--- STORED DATA Enclosed Below ---

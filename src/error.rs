use thiserror::Error;

/// Errors raised while compiling or rendering a template.
#[derive(Error, Debug, Clone, PartialEq)]
pub enum TemplateError {
    #[error("Syntax error on line {line}: {message}")]
    Syntax { line: usize, message: String },
    #[error("Empty block tag on line {line}")]
    EmptyBlock { line: usize },
    #[error("Invalid block tag on line {line}: '{command}'{}", expected_suffix(.expected))]
    InvalidBlock {
        line: usize,
        command: String,
        expected: Vec<String>,
    },
    #[error("Unclosed tag on line {line}: '{tag}'. Looking for one of: {}.", .expected.join(", "))]
    Unclosed {
        line: usize,
        tag: String,
        expected: Vec<String>,
    },
    #[error("Render error: {0}")]
    Render(String),
    #[error("Value error: {0}")]
    Value(String),
    #[error("Template not found: {0}")]
    TemplateNotFound(String),
}

impl TemplateError {
    pub fn syntax(line: usize, message: impl Into<String>) -> Self {
        TemplateError::Syntax {
            line,
            message: message.into(),
        }
    }

    /// Whether the error belongs to the compile phase (any syntax-class error).
    pub fn is_syntax(&self) -> bool {
        matches!(
            self,
            TemplateError::Syntax { .. }
                | TemplateError::EmptyBlock { .. }
                | TemplateError::InvalidBlock { .. }
                | TemplateError::Unclosed { .. }
        )
    }
}

fn expected_suffix(expected: &[String]) -> String {
    if expected.is_empty() {
        ". Did you forget to register or load this tag?".to_string()
    } else {
        format!(", expected {}", expected.join(" or "))
    }
}

impl serde::ser::Error for TemplateError {
    fn custom<T: std::fmt::Display>(msg: T) -> Self {
        TemplateError::Value(msg.to_string())
    }
}

#[cfg(test)]
mod tests {
    use super::*;

    #[test]
    fn test_unclosed_message() {
        let err = TemplateError::Unclosed {
            line: 3,
            tag: "verbatim".into(),
            expected: vec!["endverbatim".into()],
        };
        assert_eq!(
            err.to_string(),
            "Unclosed tag on line 3: 'verbatim'. Looking for one of: endverbatim."
        );
        assert!(err.is_syntax());
    }

    #[test]
    fn test_invalid_block_message() {
        let err = TemplateError::InvalidBlock {
            line: 1,
            command: "bogus".into(),
            expected: vec![],
        };
        assert!(err.to_string().contains("'bogus'"));
        assert!(err.to_string().contains("register or load"));

        let err = TemplateError::InvalidBlock {
            line: 1,
            command: "endfor".into(),
            expected: vec!["endverbatim".into()],
        };
        assert!(err.to_string().ends_with("expected endverbatim"));
    }

    #[test]
    fn test_render_is_not_syntax() {
        assert!(!TemplateError::Render("x".into()).is_syntax());
    }
}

--- End of Enclosed STORED DATA ---

EXERCISE GOAL ▸
Write out every entry again, exactly as it appears.

THE ANSWER ▸
filename src/error.rs
use thiserror::Error;

/// Errors raised while compiling or rendering a template.
#[derive(Error, Debug, Clone, PartialEq)]
pub enum TemplateError {
    #[error("Syntax error on line {line}: {message}")]
    Syntax { line: usize, message: String },
    #[error("Empty block tag on line {line}")]
    EmptyBlock { line: usize },
    #[error("Invalid block tag on line {line}: '{command}'{}", expected_suffix(.expected))]
    InvalidBlock {
        line: usize,
        command: String,
        expected: Vec<String>,
    },
    #[error("Unclosed tag on line {line}: '{tag}'. Looking for one of: {}.", .expected.join(", "))]
    Unclosed {
        line: usize,
        tag: String,
        expected: Vec<String>,
    },
    #[error("Render error: {0}")]
    Render(String),
    #[error("Value error: {0}")]
    Value(String),
    #[error("Template not found: {0}")]
    TemplateNotFound(String),
}

impl TemplateError {
    pub fn syntax(line: usize, message: impl Into<String>) -> Self {
        TemplateError::Syntax {
            line,
            message: message.into(),
        }
    }

    /// Whether the error belongs to the compile phase (any syntax-class error).
    pub fn is_syntax(&self) -> bool {
        matches!(
            self,
            TemplateError::Syntax { .. }
                | TemplateError::EmptyBlock { .. }
                | TemplateError::InvalidBlock { .. }
                | TemplateError::Unclosed { .. }
        )
    }
}

fn expected_suffix(expected: &[String]) -> String {
    if expected.is_empty() {
        ". Did you forget to register or load this tag?".to_string()
    } else {
        format!(", expected {}", expected.join(" or "))
    }
}

impl serde::ser::Error for TemplateError {
    fn custom<T: std::fmt::Display>(msg: T) -> Self {
        TemplateError::Value(msg.to_string())
    }
}

#[cfg(test)]
mod tests {
    use super::*;

    #[test]
    fn test_unclosed_message() {
        let err = TemplateError::Unclosed {
            line: 3,
            tag: "verbatim".into(),
            expected: vec!["endverbatim".into()],
        };
        assert_eq!(
            err.to_string(),
            "Unclosed tag on line 3: 'verbatim'. Looking for one of: endverbatim."
        );
        assert!(err.is_syntax());
    }

    #[test]
    fn test_invalid_block_message() {
        let err = TemplateError::InvalidBlock {
            line: 1,
            command: "bogus".into(),
            expected: vec![],
        };
        assert!(err.to_string().contains("'bogus'"));
        assert!(err.to_string().contains("register or load"));

        let err = TemplateError::InvalidBlock {
            line: 1,
            command: "endfor".into(),
            expected: vec!["endverbatim".into()],
        };
        assert!(err.to_string().ends_with("expected endverbatim"));
    }

    #[test]
    fn test_render_is_not_syntax() {
        assert!(!TemplateError::Render("x".into()).is_syntax());
    }
}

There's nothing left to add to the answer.